Congenital asplenia in mice and humans with mutations in a Pbx/Nkx2-5/p15 module.
The molecular determinants of spleen organogenesis and the etiology of isolated congenital asplenia (ICA), a life-threatening human condition, are unknown. We previously reported that Pbx1 deficiency causes organ growth defects including asplenia. Here, we show that mice with splenic mesenchyme-specific Pbx1 inactivation exhibit hyposplenia. Moreover, the loss of Pbx causes downregulation of Nkx2-5 and derepression of p15Ink4b in spleen mesenchymal progenitors, perturbing the cell cycle.
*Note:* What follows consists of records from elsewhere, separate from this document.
use axum::extract::State;
use axum::{routing::get, Json, Router};
use serde::Serialize;

use crate::state::AppState;

/// Health check response payload.
#[derive(Serialize)]
pub struct HealthResponse {
    /// Overall service status.
    pub status: &'static str,
    /// Crate version from Cargo.toml.
    pub version: &'static str,
    /// Seconds since process start.
    pub uptime_secs: u64,
}

/// GET /health -- returns service liveness and uptime.
async fn health_check(State(state): State<AppState>) -> Json<HealthResponse> {
    Json(HealthResponse {
        status: "ok",
        version: env!("CARGO_PKG_VERSION"),
        uptime_secs: state.started_at.elapsed().as_secs(),
    })
}

/// Mount health check routes (intended for root-level, NOT under `/api/v1`).
pub fn router() -> Router<AppState> {
    Router::new().route("/health", get(health_check))
}
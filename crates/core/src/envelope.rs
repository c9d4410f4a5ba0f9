//! The immutable description of one unit of work.
//!
//! A [`JobEnvelope`] is constructed by the dispatcher at submission and
//! placed on the broker channel. It is never mutated afterwards; all
//! mutable state lives in the result store's job record.

use serde::{Deserialize, Serialize};

use crate::lane::Lane;
use crate::options::JobOptions;
use crate::types::{JobId, Timestamp};

/// Handle to a validated input payload.
///
/// Ownership of the bytes transfers to the worker for the duration of
/// execution; the gateway keeps only the fingerprint and dimensions.
#[derive(Clone, Serialize, Deserialize)]
pub struct InputRef {
    /// SHA-256 hex fingerprint of the payload.
    pub fingerprint: String,
    /// The validated image bytes.
    pub bytes: Vec<u8>,
    /// Width declared by the image header.
    pub width: u32,
    /// Height declared by the image header.
    pub height: u32,
    /// Client-supplied filename, if any.
    pub filename: Option<String>,
}

impl std::fmt::Debug for InputRef {
    fn fmt(&self, f: &mut std::fmt::Formatter<'_>) -> std::fmt::Result {
        f.debug_struct("InputRef")
            .field("fingerprint", &self.fingerprint)
            .field("bytes_len", &self.bytes.len())
            .field("width", &self.width)
            .field("height", &self.height)
            .field("filename", &self.filename)
            .finish()
    }
}

/// Immutable job description as delivered through the broker channel.
#[derive(Debug, Clone, Serialize, Deserialize)]
pub struct JobEnvelope {
    pub job_id: JobId,
    pub lane: Lane,
    pub input: InputRef,
    pub options: JobOptions,
    pub submitted_at: Timestamp,
}

impl JobEnvelope {
    /// Create an envelope with a fresh job id and the current time.
    pub fn new(lane: Lane, input: InputRef, options: JobOptions) -> Self {
        Self {
            job_id: uuid::Uuid::new_v4(),
            lane,
            input,
            options,
            submitted_at: chrono::Utc::now(),
        }
    }
}

// ---------------------------------------------------------------------------
// Tests
// ---------------------------------------------------------------------------

#[cfg(test)]
mod tests {
    use super::*;
    use crate::options::SubmitOptions;

    fn input() -> InputRef {
        InputRef {
            fingerprint: crate::fingerprint::fingerprint(b"test"),
            bytes: b"test".to_vec(),
            width: 4,
            height: 4,
            filename: Some("test.png".to_string()),
        }
    }

    #[test]
    fn envelopes_receive_distinct_ids() {
        let options = JobOptions::for_lane(Lane::Upscale, SubmitOptions::default()).unwrap();
        let a = JobEnvelope::new(Lane::Upscale, input(), options.clone());
        let b = JobEnvelope::new(Lane::Upscale, input(), options);
        assert_ne!(a.job_id, b.job_id);
    }

    #[test]
    fn debug_does_not_dump_payload_bytes() {
        let rendered = format!("{:?}", input());
        assert!(rendered.contains("bytes_len"));
        assert!(!rendered.contains("116, 101, 115, 116"));
    }
}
Removal of p15Ink4b in Pbx1 spleen-specific mutants partially rescues spleen growth. By whole-exome sequencing of a multiplex kindred with ICA, we identify a heterozygous missense mutation (P236H) in NKX2-5 showing reduced transactivation in vitro. This study establishes that a Pbx/Nkx2-5/p15 regulatory module is essential for spleen development.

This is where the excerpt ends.